Why Should you Codify your Best Practices in dbt?

Discovering a new technology is just the beginning; realizing its full potential develops competence. Since you found your way to this blog, you must have already been familiar with the dbt Cloud. Now, it’s time to take the next step and learn how to enhance your projects by codifying best practices.

In this blog, we will explore the importance of codifying best practices in dbt and provide you with practical guidance on how to do so. The blog will primarily focus on the two key components of implementing best practices: the “why” and the “how.”

Why Should you Codify Your Best Practices in dbt?

Any project that wants to grow and succeed in the real world must always follow best practices. A simple project structure that other developers and stakeholders easily understand ensures scalability. When developers follow best practices, it simplifies debugging and frees up more time to tackle complex business challenges.

Meta-Testing to Confirm Best Practices in dbt

Although there are numerous best practices to adhere to when dealing with dbt, the following areas are the main focus of this blog:

Structuring the dbt project
Manifesting with dbt project evaluator
Linting and formatting your SQL code

As you become more accustomed to these processes, you will become an expert at codifying dbt projects using best practices that make them scalable, well-structured, and tailored to your business’s analytical needs. Let’s explore each in more detail!

Structuring the dbt Project

The most important aspect of any dbt project is its structural design, which organizes project files and code in a way that supports scalability for large data warehouses. In this section, we will discuss how to codify best practices for dbt through structured approaches and walk through an example using customer and order data, where we have created multiple folders that add clarity and meaning to the analytics being performed.

Before diving into the structure, it’s important to note that models are the fundamental building blocks of dbt, where developers spend most of their time in the dbt environment. Data Analytics Engineers create models to transform data without it ever leaving the warehouse.
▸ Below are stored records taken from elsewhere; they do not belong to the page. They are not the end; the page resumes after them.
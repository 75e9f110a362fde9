//! Type-safe identifiers.

use serde::{Deserialize, Serialize};
use std::fmt;
use std::path::{Path, PathBuf};
use std::str::FromStr;
use crate::errors::{SeedlingError, Result};

/// A validated secret identifier.
///
/// Secret identifiers are slash-delimited, path-like strings that name a
/// location under the secrets root. They must:
/// - Be non-empty
/// - Not start or end with a slash, nor contain empty segments
/// - Not contain `.` or `..` segments
/// - Not contain backslashes or NUL bytes
///
/// # Example
///
/// ```
/// use seedling_types::SecretId;
///
/// let id = SecretId::new("postgresql/nextcloud").unwrap();
/// assert_eq!(id.as_str(), "postgresql/nextcloud");
///
/// // Identifiers cannot escape the secrets root
/// assert!(SecretId::new("../etc/passwd").is_err());
/// assert!(SecretId::new("/absolute").is_err());
/// ```
#[derive(Debug, Clone, PartialEq, Eq, Hash, PartialOrd, Ord, Serialize, Deserialize)]
#[serde(try_from = "String", into = "String")]
pub struct SecretId(String);

impl SecretId {
    /// Create a new validated secret identifier.
    ///
    /// # Errors
    ///
    /// Returns an error if the identifier doesn't meet validation requirements.
    pub fn new(id: impl AsRef<str>) -> Result<Self> {
        let id = id.as_ref();
        if !Self::is_valid(id) {
            return Err(SeedlingError::Validation(format!(
                "Invalid secret id '{}': must be slash-separated non-empty segments, \
                without '.', '..', backslashes, or leading/trailing slashes",
                id
            )));
        }
        Ok(Self(id.to_string()))
    }

    /// Check if an identifier is valid without allocating.
    pub fn is_valid(id: &str) -> bool {
        if id.is_empty() || id.contains('\\') || id.contains('\0') {
            return false;
        }

        id.split('/').all(|segment| !segment.is_empty() && segment != "." && segment != "..")
    }

    /// Get the identifier as a string slice.
    pub fn as_str(&self) -> &str {
        &self.0
    }

    /// Iterate over the slash-separated segments.
    pub fn segments(&self) -> impl Iterator<Item = &str> {
        self.0.split('/')
    }

    /// Resolve this identifier to a filesystem path under `root`.
    ///
    /// Segments are joined individually so the result uses the platform
    /// separator.
    pub fn path_in(&self, root: impl AsRef<Path>) -> PathBuf {
        let mut path = root.as_ref().to_path_buf();
        for segment in self.segments() {
            path.push(segment);
        }
        path
    }
}

impl fmt::Display for SecretId {
    fn fmt(&self, f: &mut fmt::Formatter<'_>) -> fmt::Result {
        write!(f, "{}", self.0)
    }
}

impl FromStr for SecretId {
    type Err = SeedlingError;

    fn from_str(s: &str) -> Result<Self> {
        Self::new(s)
    }
}

impl TryFrom<String> for SecretId {
    type Error = SeedlingError;

    fn try_from(value: String) -> Result<Self> {
        Self::new(value)
    }
}

impl From<SecretId> for String {
    fn from(id: SecretId) -> Self {
        id.0
    }
}

impl AsRef<str> for SecretId {
    fn as_ref(&self) -> &str {
        &self.0
    }
}
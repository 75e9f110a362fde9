//! Filesystem utilities.

use seedling_types::Result;
use std::fs;
use std::path::{Path, PathBuf};

/// Expand a leading tilde to the home directory.
pub fn expand_path(path: impl AsRef<Path>) -> PathBuf {
    let path = path.as_ref();

    if let Ok(stripped) = path.strip_prefix("~") {
        if let Some(home) = dirs::home_dir() {
            return home.join(stripped);
        }
    }

    path.to_path_buf()
}

/// Read entire file as string (slurp).
pub fn slurp(path: impl AsRef<Path>) -> Result<String> {
    fs::read_to_string(path).map_err(Into::into)
}

/// Ensure `dir` exists, creating it and any missing parents.
pub fn mkdir_p(dir: impl AsRef<Path>) -> Result<()> {
    fs::create_dir_all(dir).map_err(Into::into)
}

/// Write `contents` to `path` verbatim, creating parent directories first.
pub fn write_with_parents(path: impl AsRef<Path>, contents: impl AsRef<[u8]>) -> Result<()> {
    let path = path.as_ref();
    if let Some(parent) = path.parent() {
        if !parent.as_os_str().is_empty() {
            mkdir_p(parent)?;
        }
    }
    fs::write(path, contents).map_err(Into::into)
}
With that in mind, there are several ways to organize your models effectively, and we will focus on how to structure data related to customers and orders.

The highlighted sections, staging, intermediate, and marts, represent folders created to provide functional meaning to raw data and distinguish between different layers of models that depend on one another.

Source and model YAML files are created separately to simplify the addition of new models or source entity configurations. These files are prefixed with an underscore for quick identification.

Staging

Folder and File Structure
1. Subdirectories in the staging folder should always be named according to their source systems. Source systems often share similar properties across different tables, making it easier to manage them together in smaller sets.
2. Model files within these subdirectories should follow the naming convention stg_<source_name>__entity.sql. The double underscore helps clearly identify the entity being defined from the source, especially when the source name contains multiple underscores.
3. Source and model YAML files are created separately to simplify the addition of new models or source entity configurations. These files are prefixed with an underscore for quick identification.

Models
The following generic example illustrates two CTEs (Common Table Expressions): one that pulls data from the source and another that applies transformations.
1. Staging models should be the only place where the source macro is referenced, establishing a 1:1 relationship between each staging model and its corresponding source.
2. These staging models should involve lightweight transformations, such as renaming columns, type casting, basic computations, or conditional logic (like CASE statements) to categorize rows.
3. Since staging models are not final artifacts, materializing them as views is the best approach to ensure that the underlying data remains up to date.
4. It is recommended to use the dbt-codegen package to automatically generate all the source YAML files and staging models, which can speed up the development process for large projects.

Intermediate

Folder and File Names
1. The intermediate layer is built on top of the staging layer, and, as the name suggests, it holds the data needed to build the final models or reports.
2. Unlike the staging subfolders, it is recommended to use business or functional names for the subdirectories under the intermediate layer to align with specific business areas.
3. While it can be challenging to assign meaningful names to intermediate model files due to the complexity of joins and aggregations involved, best practices suggest naming the models with a format like int_<verb>.sql. For example, int_orders_count.sql is located in a subfolder called finance.

Models
The example below illustrates that intermediate models do not need to be physically present in the target database. They can be utilized at runtime using the materialization defined as ephemeral.
1. Since intermediate models are not intended for final output to dashboards, they should not be exposed to end users in the main production schema.
2. These models can be used to break complex operations into smaller chunks, helping to avoid heavy computations in the final marts models.
3. By keeping complex operations isolated from the final output, these models simplify the project and enhance clarity in the project structure.

Marts

Folder and Filenames
1. It is essential to group the marts based on business or functional areas
2. These final models are exposed to end users, so naming them according to their purpose is important; for example, orders.sql in the example below.

Models
Let’s consider the example of the orders model, which serves as the final output that feeds data for dashboards and further analysis.
1. It is crucial to start with materializing the final marts model as a view, which ensures that the data in the model is always up to date.
2. If querying the data in views takes more time than expected, it would be then wise to materialize it as a table.
3. Even if the materializing it as a table takes a longer time due to the large amount of data, it makes more sense to materialize the model as incremental. It reduces build time for the table, and always acts upon the new and updated data based on the incremental strategy that is chosen.
4. It is considered a good practice to have the final models as denormalized on which analysts can run their queries to get desired results without making efforts to join them with other result sets.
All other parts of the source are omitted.